Reviewed by Darlene Money

Darlene Money was a writer in Mississauga, Ontario.

Review

A pampered child of Russian aristocrats, George Ignatieff and his family fled the bloodshed and turmoil of the Russian revolution and civil war, settling first in England and then in Canada. As a Rhodes scholar in the late thirties, he met Lester Pearson, at whose urging he wrote the foreign service examination that launched his career as a civil servant and diplomat. During assignments in London, Washington, New York, and Ottawa, and as ambassador to Yugoslavia, NATO and the United Nations, Ignatieff participated in negotiations involving many of the crises of the mid-twentieth century: the Korean war, the partition of Palestine, Suez, Cuba, Cyprus, and the Soviet occupation of Czechoslovakia in 1968.

Canada’s nuclear warheads dilemma of the early sixties marked the beginning of growing frustration for Ignatieff as a representative of the government of Canada, and, disillusioned by the dwindling status of the Department of External Affairs in the Diefenbaker and Trudeau years, he became provost of Trinity College at the University of Toronto in 1971. He is now chancellor of the University.
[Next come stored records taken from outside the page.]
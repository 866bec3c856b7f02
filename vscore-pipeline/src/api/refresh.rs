//! Refresh trigger API
//!
//! POST /refresh, GET /refresh/last

use axum::{
    extract::State,
    routing::{get, post},
    Json, Router,
};

use crate::error::{ApiError, ApiResult};
use crate::models::RefreshResult;
use crate::orchestrator::RefreshOptions;
use crate::AppState;

/// POST /refresh
///
/// Runs a refresh and returns its structured result. A failed run is still a
/// 200 with `status: "error"`; only a concurrent trigger is rejected (409).
pub async fn trigger_refresh(State(state): State<AppState>) -> ApiResult<Json<RefreshResult>> {
    let result = state
        .coordinator
        .trigger(state.db.clone(), RefreshOptions::default())
        .await?;

    Ok(Json(result))
}

/// GET /refresh/last
pub async fn last_refresh(State(state): State<AppState>) -> ApiResult<Json<RefreshResult>> {
    state
        .coordinator
        .last_result()
        .await
        .map(Json)
        .ok_or_else(|| ApiError::NotFound("No refresh has run since startup".to_string()))
}

pub fn refresh_routes() -> Router<AppState> {
    Router::new()
        .route("/refresh", post(trigger_refresh))
        .route("/refresh/last", get(last_refresh))
}
//! vscore-report library - read-side reporting service
//!
//! Serves the scored household listing, dashboard aggregates and upstream
//! household/region lookups from a read-only connection.

use axum::Router;
use chrono::{DateTime, Utc};
use sqlx::SqlitePool;
use tower_http::trace::TraceLayer;

pub mod api;
pub mod db;
pub mod error;
pub mod pagination;

pub use error::{ApiError, ApiResult};

/// Application state shared across HTTP handlers
#[derive(Clone)]
pub struct AppState {
    /// Database connection pool (read-only)
    pub db: SqlitePool,
    pub startup_time: DateTime<Utc>,
}

impl AppState {
    pub fn new(db: SqlitePool) -> Self {
        Self {
            db,
            startup_time: Utc::now(),
        }
    }
}

/// Build application router
pub fn build_router(state: AppState) -> Router {
    Router::new()
        .merge(api::vulnerability_routes())
        .merge(api::dashboard_routes())
        .merge(api::household_routes())
        .merge(api::health_routes())
        .layer(TraceLayer::new_for_http())
        .with_state(state)
}
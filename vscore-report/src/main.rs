//! vscore-report - read-side reporting service
//!
//! **Module Identity:**
//! - Name: vscore-report
//! - Port: 5781 (configurable)
//!
//! Opens the shared database read-only and never writes to it.

use std::net::SocketAddr;
use std::path::PathBuf;

use anyhow::{Context, Result};
use clap::Parser;
use tokio::signal;
use tracing::info;
use tracing_subscriber::{layer::SubscriberExt, util::SubscriberInitExt};
use vscore_common::config::{RootFolderInitializer, RootFolderResolver, TomlConfig};

use vscore_report::{build_router, AppState};

/// Command-line arguments for vscore-report
#[derive(Parser, Debug)]
#[command(name = "vscore-report")]
#[command(about = "Household vulnerability reporting service")]
#[command(version)]
struct Args {
    /// Root folder holding vscore.db (overrides VSCORE_ROOT_FOLDER and TOML)
    #[arg(short, long)]
    root_folder: Option<PathBuf>,

    /// Port to listen on
    #[arg(short, long, env = "VSCORE_REPORT_PORT")]
    port: Option<u16>,
}

#[tokio::main]
async fn main() -> Result<()> {
    let args = Args::parse();
    let toml_config = TomlConfig::load_or_default();

    tracing_subscriber::registry()
        .with(
            tracing_subscriber::EnvFilter::try_from_default_env()
                .unwrap_or_else(|_| toml_config.logging.level.clone().into()),
        )
        .with(tracing_subscriber::fmt::layer())
        .init();

    info!(
        "Starting vscore-report v{} [{}] built {} ({})",
        env!("CARGO_PKG_VERSION"),
        env!("GIT_HASH"),
        env!("BUILD_TIMESTAMP"),
        env!("BUILD_PROFILE")
    );

    let root_folder = RootFolderResolver::new("vscore-report")
        .with_cli_arg(args.root_folder.clone())
        .with_toml_config(toml_config.clone())
        .resolve();

    let db_path = RootFolderInitializer::new(root_folder).database_path();
    info!("Database (read-only): {}", db_path.display());

    let pool = vscore_report::db::connect_readonly(&db_path).await?;

    let app = build_router(AppState::new(pool));

    let port = args.port.unwrap_or(toml_config.server.report_port);
    let addr: SocketAddr = format!("{}:{}", toml_config.server.bind_address, port)
        .parse()
        .context("Invalid bind address")?;

    let listener = tokio::net::TcpListener::bind(addr)
        .await
        .context("Failed to bind to address")?;
    info!("Listening on http://{}", addr);

    axum::serve(listener, app)
        .with_graceful_shutdown(shutdown_signal())
        .await
        .context("Server error")?;

    info!("Server shutdown complete");
    Ok(())
}

async fn shutdown_signal() {
    let ctrl_c = async {
        if let Err(e) = signal::ctrl_c().await {
            tracing::error!("Failed to install Ctrl+C handler: {}", e);
            std::future::pending::<()>().await;
        }
    };

    #[cfg(unix)]
    let terminate = async {
        match signal::unix::signal(signal::unix::SignalKind::terminate()) {
            Ok(mut stream) => {
                stream.recv().await;
            }
            Err(e) => {
                tracing::error!("Failed to install SIGTERM handler: {}", e);
                std::future::pending::<()>().await;
            }
        }
    };

    #[cfg(not(unix))]
    let terminate = std::future::pending::<()>();

    tokio::select! {
        _ = ctrl_c => info!("Received Ctrl+C, shutting down"),
        _ = terminate => info!("Received terminate signal, shutting down"),
    }
}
A constant interest throughout Ignatieff’s career, beginning as early as his childhood escape from the tragic events in his native land, has been disarmament and the promotion of peace, which concerned him ever more urgently as the nuclear arms race continued.

The disappointment on reading these memoirs is that they arc so brief, and increasingly impersonal at each new turn of Ignatieff’s career. After the lively account of his childhood and youth in Europe and Canada, his comments are confined almost entirely to his public life, with only passing references to his family and his personal interests. However, because of Ignatieff’s particular focus on the countering of militarism and the primacy among his concerns of peacemaking and disarmament, his contribution in these memoirs to the documentation, by the individuals involved, of Canada’s international relations in the middle years of the century is an especially valuable one.